Try it: Transcribe each entry. Change nothing.

Extracted records:
--- START ---
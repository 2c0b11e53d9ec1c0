//! Interaction state machine - one explicit state for every pointer gesture.
//!
//! The gesture session (`PointerDownState`) only exists while a pointer is
//! pressed, so "dragging without a press" cannot be represented. Text
//! editing, multi-point drawing and pinching are orthogonal layers tracked
//! in `AppState` and the pinch map; `Editor::mode()` folds them in.
//!
//! ## State Transitions
//!
//! ```text
//! Idle -> Panning                     (middle button, or main button while space is held)
//! Idle -> DraggingScrollBar           (main button on a scrollbar)
//! Idle -> Pointer{DragSelecting}      (selection tool on empty canvas)
//! Idle -> Pointer{DraggingSelection}  (press on an element or the selection's common box)
//! Idle -> Pointer{Transforming}       (press on a resize or rotation handle)
//! Idle -> Pointer{DrawingGeneric}     (rectangle / ellipse / diamond tool)
//! Idle -> Pointer{DrawingLinear}      (arrow / line tool)
//! Idle -> Pointer{DrawingFreehand}    (draw tool)
//! Idle -> Pointer{EditingLinearPoints} (press inside the point editor)
//!
//! Any -> Idle                         (pointer up / cancel, or abort)
//! ```

use crate::element::{Element, ElementId};
use crate::geometry::Point;
use crate::input::Modifiers;
use crate::transform::{AxisLock, TransformHandleType};
use crate::types::ArrowDirection;
use std::collections::HashMap;

/// Which scrollbars the press landed on.
#[derive(Debug, Clone, Copy, Default, PartialEq, Eq)]
pub struct ScrollbarHit {
    pub horizontal: bool,
    pub vertical: bool,
}

impl ScrollbarHit {
    pub fn is_over_either(&self) -> bool {
        self.horizontal || self.vertical
    }
}

#[derive(Debug, Clone, PartialEq)]
pub struct ResizeState {
    pub handle_type: Option<TransformHandleType>,
    pub is_resizing: bool,
    /// Distance between the press and the grabbed handle's anchor
    pub offset: Point,
    pub arrow_direction: ArrowDirection,
    /// Center of the selection's common box at press
    pub center: Point,
}

impl Default for ResizeState {
    fn default() -> Self {
        Self {
            handle_type: None,
            is_resizing: false,
            offset: Point::ZERO,
            arrow_direction: ArrowDirection::Origin,
            center: Point::ZERO,
        }
    }
}

#[derive(Debug, Clone, Default, PartialEq)]
pub struct HitState {
    /// Element the press resolved to after the bbox tie-break
    pub element: Option<ElementId>,
    /// Every element under the press, bottom to top
    pub all_hit_elements: Vec<ElementId>,
    pub was_added_to_selection: bool,
    pub has_been_duplicated: bool,
    pub has_hit_common_bounding_box: bool,
}

#[derive(Debug, Clone, Default, PartialEq)]
pub struct DragState {
    pub has_occurred: bool,
    /// Press position relative to the selection's common top-left, set on the first move
    pub offset: Option<Point>,
    pub axis_lock: Option<AxisLock>,
}

/// Gesture session, created at pointer-down and dropped at pointer-up.
#[derive(Debug, Clone)]
pub struct PointerDownState {
    pub pointer_id: u32,
    /// Press position in scene coordinates
    pub origin: Point,
    pub origin_in_grid: Point,
    pub scrollbars: ScrollbarHit,
    /// Latest pointer position in scene coordinates
    pub last_coords: Point,
    /// Deep copies of every element at press
    pub original_elements: HashMap<ElementId, Element>,
    pub resize: ResizeState,
    pub hit: HitState,
    pub drag: DragState,
    pub modifiers: Modifiers,
}

impl PointerDownState {
    pub fn new(pointer_id: u32, origin: Point, grid_size: Option<f32>, modifiers: Modifiers) -> Self {
        Self {
            pointer_id,
            origin,
            origin_in_grid: crate::geometry::grid_point(origin.x, origin.y, grid_size),
            scrollbars: ScrollbarHit::default(),
            last_coords: origin,
            original_elements: HashMap::new(),
            resize: ResizeState::default(),
            hit: HitState::default(),
            drag: DragState::default(),
            modifiers,
        }
    }

    pub fn original(&self, id: &ElementId) -> Option<&Element> {
        self.original_elements.get(id)
    }

    /// Originals of `ids` in the given order, skipping unknown ids.
    pub fn originals_of<'a>(&'a self, ids: &[ElementId]) -> Vec<&'a Element> {
        ids.iter().filter_map(|id| self.original_elements.get(id)).collect()
    }
}

/// What the open session is doing.
#[derive(Debug, Clone, Copy, PartialEq, Eq)]
pub enum PointerMode {
    DragSelecting,
    DraggingSelection,
    Transforming,
    DrawingGeneric,
    DrawingLinear,
    DrawingFreehand,
    EditingLinearPoints,
}

#[derive(Debug, Clone, Default)]
pub enum InteractionState {
    /// No pointer pressed
    #[default]
    Idle,

    /// Canvas panning
    Panning {
        pointer_id: u32,
        /// Viewport position of the last pan step
        last_position: Point,
    },

    /// Dragging a scrollbar thumb
    DraggingScrollBar {
        pointer_id: u32,
        hit: ScrollbarHit,
        /// Viewport position of the last scroll step
        last_position: Point,
    },

    /// A pointer gesture on the canvas
    Pointer {
        mode: PointerMode,
        session: Box<PointerDownState>,
    },
}

impl InteractionState {
    pub fn is_idle(&self) -> bool {
        matches!(self, Self::Idle)
    }

    pub fn is_panning(&self) -> bool {
        matches!(self, Self::Panning { .. })
    }

    pub fn is_dragging_scroll_bar(&self) -> bool {
        matches!(self, Self::DraggingScrollBar { .. })
    }

    /// Any gesture that owns the pointer.
    pub fn is_active(&self) -> bool {
        !self.is_idle()
    }

    pub fn mode(&self) -> Option<PointerMode> {
        match self {
            Self::Pointer { mode, .. } => Some(*mode),
            _ => None,
        }
    }

    pub fn is_mode(&self, mode: PointerMode) -> bool {
        self.mode() == Some(mode)
    }

    pub fn session(&self) -> Option<&PointerDownState> {
        match self {
            Self::Pointer { session, .. } => Some(session),
            _ => None,
        }
    }

    pub fn session_mut(&mut self) -> Option<&mut PointerDownState> {
        match self {
            Self::Pointer { session, .. } => Some(session),
            _ => None,
        }
    }

    pub fn pointer_id(&self) -> Option<u32> {
        match self {
            Self::Idle => None,
            Self::Panning { pointer_id, .. } | Self::DraggingScrollBar { pointer_id, .. } => Some(*pointer_id),
            Self::Pointer { session, .. } => Some(session.pointer_id),
        }
    }

    pub fn start_panning(&mut self, pointer_id: u32, position: Point) {
        *self = Self::Panning {
            pointer_id,
            last_position: position,
        };
    }

    pub fn start_scroll_bar_drag(&mut self, pointer_id: u32, hit: ScrollbarHit, position: Point) {
        *self = Self::DraggingScrollBar {
            pointer_id,
            hit,
            last_position: position,
        };
    }

    pub fn start_pointer(&mut self, mode: PointerMode, session: PointerDownState) {
        *self = Self::Pointer {
            mode,
            session: Box::new(session),
        };
    }

    /// Re-classify an open session. No-op outside `Pointer`.
    pub fn set_mode(&mut self, next: PointerMode) {
        if let Self::Pointer { mode, .. } = self {
            *mode = next;
        }
    }

    /// Leave whatever gesture is open and hand back the session, if any.
    pub fn finish(&mut self) -> Option<(PointerMode, PointerDownState)> {
        match std::mem::take(self) {
            Self::Pointer { mode, session } => Some((mode, *session)),
            _ => None,
        }
    }

    /// Drop the current state without running any pointer-up logic.
    pub fn abort(&mut self) {
        if !self.is_idle() {
            tracing::debug!(state = ?self.mode(), "interaction aborted");
        }
        *self = Self::Idle;
    }
}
--- END ---
Written response:
repository 2c0b11e53d9ec1c0
//! Interaction state machine - one explicit state for every pointer gesture.
//!
//! The gesture session (`PointerDownState`) only exists while a pointer is
//! pressed, so "dragging without a press" cannot be represented. Text
//! editing, multi-point drawing and pinching are orthogonal layers tracked
//! in `AppState` and the pinch map; `Editor::mode()` folds them in.
//!
//! ## State Transitions
//!
//! ```text
//! Idle -> Panning                     (middle button, or main button while space is held)
//! Idle -> DraggingScrollBar           (main button on a scrollbar)
//! Idle -> Pointer{DragSelecting}      (selection tool on empty canvas)
//! Idle -> Pointer{DraggingSelection}  (press on an element or the selection's common box)
//! Idle -> Pointer{Transforming}       (press on a resize or rotation handle)
//! Idle -> Pointer{DrawingGeneric}     (rectangle / ellipse / diamond tool)
//! Idle -> Pointer{DrawingLinear}      (arrow / line tool)
//! Idle -> Pointer{DrawingFreehand}    (draw tool)
//! Idle -> Pointer{EditingLinearPoints} (press inside the point editor)
//!
//! Any -> Idle                         (pointer up / cancel, or abort)
//! ```

use crate::element::{Element, ElementId};
use crate::geometry::Point;
use crate::input::Modifiers;
use crate::transform::{AxisLock, TransformHandleType};
use crate::types::ArrowDirection;
use std::collections::HashMap;

/// Which scrollbars the press landed on.
#[derive(Debug, Clone, Copy, Default, PartialEq, Eq)]
pub struct ScrollbarHit {
    pub horizontal: bool,
    pub vertical: bool,
}

impl ScrollbarHit {
    pub fn is_over_either(&self) -> bool {
        self.horizontal || self.vertical
    }
}

#[derive(Debug, Clone, PartialEq)]
pub struct ResizeState {
    pub handle_type: Option<TransformHandleType>,
    pub is_resizing: bool,
    /// Distance between the press and the grabbed handle's anchor
    pub offset: Point,
    pub arrow_direction: ArrowDirection,
    /// Center of the selection's common box at press
    pub center: Point,
}

impl Default for ResizeState {
    fn default() -> Self {
        Self {
            handle_type: None,
            is_resizing: false,
            offset: Point::ZERO,
            arrow_direction: ArrowDirection::Origin,
            center: Point::ZERO,
        }
    }
}

#[derive(Debug, Clone, Default, PartialEq)]
pub struct HitState {
    /// Element the press resolved to after the bbox tie-break
    pub element: Option<ElementId>,
    /// Every element under the press, bottom to top
    pub all_hit_elements: Vec<ElementId>,
    pub was_added_to_selection: bool,
    pub has_been_duplicated: bool,
    pub has_hit_common_bounding_box: bool,
}

#[derive(Debug, Clone, Default, PartialEq)]
pub struct DragState {
    pub has_occurred: bool,
    /// Press position relative to the selection's common top-left, set on the first move
    pub offset: Option<Point>,
    pub axis_lock: Option<AxisLock>,
}

/// Gesture session, created at pointer-down and dropped at pointer-up.
#[derive(Debug, Clone)]
pub struct PointerDownState {
    pub pointer_id: u32,
    /// Press position in scene coordinates
    pub origin: Point,
    pub origin_in_grid: Point,
    pub scrollbars: ScrollbarHit,
    /// Latest pointer position in scene coordinates
    pub last_coords: Point,
    /// Deep copies of every element at press
    pub original_elements: HashMap<ElementId, Element>,
    pub resize: ResizeState,
    pub hit: HitState,
    pub drag: DragState,
    pub modifiers: Modifiers,
}

impl PointerDownState {
    pub fn new(pointer_id: u32, origin: Point, grid_size: Option<f32>, modifiers: Modifiers) -> Self {
        Self {
            pointer_id,
            origin,
            origin_in_grid: crate::geometry::grid_point(origin.x, origin.y, grid_size),
            scrollbars: ScrollbarHit::default(),
            last_coords: origin,
            original_elements: HashMap::new(),
            resize: ResizeState::default(),
            hit: HitState::default(),
            drag: DragState::default(),
            modifiers,
        }
    }

    pub fn original(&self, id: &ElementId) -> Option<&Element> {
        self.original_elements.get(id)
    }

    /// Originals of `ids` in the given order, skipping unknown ids.
    pub fn originals_of<'a>(&'a self, ids: &[ElementId]) -> Vec<&'a Element> {
        ids.iter().filter_map(|id| self.original_elements.get(id)).collect()
    }
}

/// What the open session is doing.
#[derive(Debug, Clone, Copy, PartialEq, Eq)]
pub enum PointerMode {
    DragSelecting,
    DraggingSelection,
    Transforming,
    DrawingGeneric,
    DrawingLinear,
    DrawingFreehand,
    EditingLinearPoints,
}

#[derive(Debug, Clone, Default)]
pub enum InteractionState {
    /// No pointer pressed
    #[default]
    Idle,

    /// Canvas panning
    Panning {
        pointer_id: u32,
        /// Viewport position of the last pan step
        last_position: Point,
    },

    /// Dragging a scrollbar thumb
    DraggingScrollBar {
        pointer_id: u32,
        hit: ScrollbarHit,
        /// Viewport position of the last scroll step
        last_position: Point,
    },

    /// A pointer gesture on the canvas
    Pointer {
        mode: PointerMode,
        session: Box<PointerDownState>,
    },
}

impl InteractionState {
    pub fn is_idle(&self) -> bool {
        matches!(self, Self::Idle)
    }

    pub fn is_panning(&self) -> bool {
        matches!(self, Self::Panning { .. })
    }

    pub fn is_dragging_scroll_bar(&self) -> bool {
        matches!(self, Self::DraggingScrollBar { .. })
    }

    /// Any gesture that owns the pointer.
    pub fn is_active(&self) -> bool {
        !self.is_idle()
    }

    pub fn mode(&self) -> Option<PointerMode> {
        match self {
            Self::Pointer { mode, .. } => Some(*mode),
            _ => None,
        }
    }

    pub fn is_mode(&self, mode: PointerMode) -> bool {
        self.mode() == Some(mode)
    }

    pub fn session(&self) -> Option<&PointerDownState> {
        match self {
            Self::Pointer { session, .. } => Some(session),
            _ => None,
        }
    }

    pub fn session_mut(&mut self) -> Option<&mut PointerDownState> {
        match self {
            Self::Pointer { session, .. } => Some(session),
            _ => None,
        }
    }

    pub fn pointer_id(&self) -> Option<u32> {
        match self {
            Self::Idle => None,
            Self::Panning { pointer_id, .. } | Self::DraggingScrollBar { pointer_id, .. } => Some(*pointer_id),
            Self::Pointer { session, .. } => Some(session.pointer_id),
        }
    }

    pub fn start_panning(&mut self, pointer_id: u32, position: Point) {
        *self = Self::Panning {
            pointer_id,
            last_position: position,
        };
    }

    pub fn start_scroll_bar_drag(&mut self, pointer_id: u32, hit: ScrollbarHit, position: Point) {
        *self = Self::DraggingScrollBar {
            pointer_id,
            hit,
            last_position: position,
        };
    }

    pub fn start_pointer(&mut self, mode: PointerMode, session: PointerDownState) {
        *self = Self::Pointer {
            mode,
            session: Box::new(session),
        };
    }

    /// Re-classify an open session. No-op outside `Pointer`.
    pub fn set_mode(&mut self, next: PointerMode) {
        if let Self::Pointer { mode, .. } = self {
            *mode = next;
        }
    }

    /// Leave whatever gesture is open and hand back the session, if any.
    pub fn finish(&mut self) -> Option<(PointerMode, PointerDownState)> {
        match std::mem::take(self) {
            Self::Pointer { mode, session } => Some((mode, *session)),
            _ => None,
        }
    }

    /// Drop the current state without running any pointer-up logic.
    pub fn abort(&mut self) {
        if !self.is_idle() {
            tracing::debug!(state = ?self.mode(), "interaction aborted");
        }
        *self = Self::Idle;
    }
}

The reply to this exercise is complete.